Senate keeps grocery stores from selling wine, strong beer
Jeremy Dickie, The Oklahoma Daily
Wine and high-point beer will remain unavailable at grocery stores in Oklahoma and Tulsa counties after a measure by Sen. Andrew Rice, D-Oklahoma City, was rejected by the Senate Committee on Business and Labor.
Senate Joint Resolution 62 would have sought final approval from voters statewide before it became a state constitutional amendment.
The issue in the proposed measure was one of economic development, Rice said by e-mail.
“There are major grocery store chains such as Trader Joe’s and Whole Foods that are hesitant to put stores in Oklahoma given that they would not be able to sell wine,” Rice said.
Wine accounts for a large portion of these stores’ profits, Rice said.
Rice said he intended for this measure to eventually include more than just Oklahoma and Tulsa counties.
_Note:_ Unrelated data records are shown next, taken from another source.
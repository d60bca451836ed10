//! Ensemble reduction for a single coherence value.
//!
//! Each trial maps to one acceleration spectrum; the ensemble spectrum is the
//! element-wise arithmetic mean of the trial densities, taken before any
//! amplitude is computed so that trial variances add.

use rand::Rng;

use crate::acceleration::second_difference;
use crate::spectrum::{PsdEstimator, Spectrum};
use crate::trajectory::simulate_trajectory;
use crate::SoftRudderError;

/// Spectrum of a single trial: trajectory, then acceleration, then PSD.
pub fn trial_spectrum<R: Rng + ?Sized>(
    estimator: &PsdEstimator,
    p_stay: f64,
    rng: &mut R,
) -> Result<Spectrum, SoftRudderError> {
    let trajectory = simulate_trajectory(p_stay, estimator.n(), rng);
    estimator.estimate(&second_difference(&trajectory.position))
}

/// Run `n_ensembles` trials drawing sequentially from `rng` and average them.
pub fn run_ensemble<R: Rng + ?Sized>(
    estimator: &PsdEstimator,
    p_stay: f64,
    n_ensembles: usize,
    rng: &mut R,
) -> Result<Spectrum, SoftRudderError> {
    let trials = (0..n_ensembles)
        .map(|_| trial_spectrum(estimator, p_stay, &mut *rng))
        .collect::<Result<Vec<_>, _>>()?;
    average_spectra(&trials)
}

/// Element-wise mean of spectra sharing one frequency grid.
pub fn average_spectra(spectra: &[Spectrum]) -> Result<Spectrum, SoftRudderError> {
    let Some(first) = spectra.first() else {
        return Err(SoftRudderError::InvalidConfig(
            "cannot average an empty ensemble".to_string(),
        ));
    };

    let bins = first.omega.len();
    let sum = spectra.iter().try_fold(vec![0.0; bins], |mut acc, spectrum| {
        if spectrum.s.len() != bins {
            return Err(SoftRudderError::LengthMismatch {
                context: "ensemble spectrum",
                expected: bins,
                got: spectrum.s.len(),
            });
        }
        acc.iter_mut().zip(&spectrum.s).for_each(|(a, s)| *a += s);
        Ok(acc)
    })?;

    let count = spectra.len() as f64;
    Ok(Spectrum {
        omega: first.omega.clone(),
        s: sum.into_iter().map(|total| total / count).collect(),
    })
}

#[cfg(test)]
mod tests {
    use rand::SeedableRng;
    use rand_chacha::ChaCha8Rng;

    use super::{average_spectra, run_ensemble, trial_spectrum};
    use crate::spectrum::{PsdEstimator, Spectrum};
    use crate::SoftRudderError;

    fn spectrum(s: Vec<f64>) -> Spectrum {
        Spectrum {
            omega: (0..s.len()).map(|k| k as f64).collect(),
            s,
        }
    }

    #[test]
    fn mean_is_element_wise() {
        let avg = average_spectra(&[spectrum(vec![1.0, 2.0, 3.0]), spectrum(vec![3.0, 0.0, 6.0])])
            .unwrap();
        assert_eq!(avg.s, vec![2.0, 1.0, 4.5]);
        assert_eq!(avg.omega, vec![0.0, 1.0, 2.0]);
    }

    #[test]
    fn empty_and_ragged_ensembles_are_rejected() {
        assert!(matches!(
            average_spectra(&[]),
            Err(SoftRudderError::InvalidConfig(_))
        ));
        assert!(matches!(
            average_spectra(&[spectrum(vec![1.0, 2.0]), spectrum(vec![1.0])]),
            Err(SoftRudderError::LengthMismatch { .. })
        ));
    }

    #[test]
    fn single_trial_ensemble_equals_trial() {
        let estimator = PsdEstimator::new(128, 1.0).unwrap();
        let ensemble = run_ensemble(&estimator, 0.8, 1, &mut ChaCha8Rng::seed_from_u64(4)).unwrap();
        let trial = trial_spectrum(&estimator, 0.8, &mut ChaCha8Rng::seed_from_u64(4)).unwrap();
        assert_eq!(ensemble, trial);
    }

    #[test]
    fn trials_draw_sequentially_from_one_source() {
        let estimator = PsdEstimator::new(64, 1.0).unwrap();
        let mut rng = ChaCha8Rng::seed_from_u64(21);
        let first = trial_spectrum(&estimator, 0.6, &mut rng).unwrap();
        let second = trial_spectrum(&estimator, 0.6, &mut rng).unwrap();
        let expected = average_spectra(&[first, second]).unwrap();

        let ensemble = run_ensemble(&estimator, 0.6, 2, &mut ChaCha8Rng::seed_from_u64(21)).unwrap();
        assert_eq!(ensemble, expected);
    }
}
“I was and still am more than willing to add the other 75 counties to the bill,” he said. “But I just wanted to start with the state’s two largest and see what the reaction to the legislation would be.”
Proposing the measure to only include those two counties was an effective way of “taking baby steps” on the issue, he said.
Oklahomans for Alcohol Law Reform (OFALR) is a group that intends to change the current Oklahoma alcohol laws, according the group’s Web site.
“We feel these laws impede upon our rights as consumers,” the Web site stated. “We seek to revise the current laws to make obtaining fresher and higher quality products easier.”
Chris Herford, an official with OFALR, said his group was opposed to Rice’s measure because it only allowed grocery stores to sell cold high-point beer.
The bill would have hurt the retail package stores and probably would have caused half of them to shut down, Herford said.
“The local Oklahoma-owned liquor stores cannot compete with Wal-Mart on price or convenience,” he said. “It would have been devastating to them.”
Herford said his group supports Oklahoma small business owners.
“While we didn’t agree with [Sen. Rice’s] approach to the problem, we are just thankful that there is a senator out there that is supportive of our cause,” the OFALR site stated.
Aaron Petrone, owner of Campus Liquors in Norman, said he is opposed to wine and strong beer being sold in grocery stores.
“I can’t sell anything other than beer, wine and liquor,” he said. “So if Wal-Mart can sell beer and wine and everything else, they’re at a much greater advantage.”
If grocery stores could sell wine and strong beer, many small businesses that sell liquor would have to shut down, he said.
Officials with Wal-Mart and Target declined to comment for this story.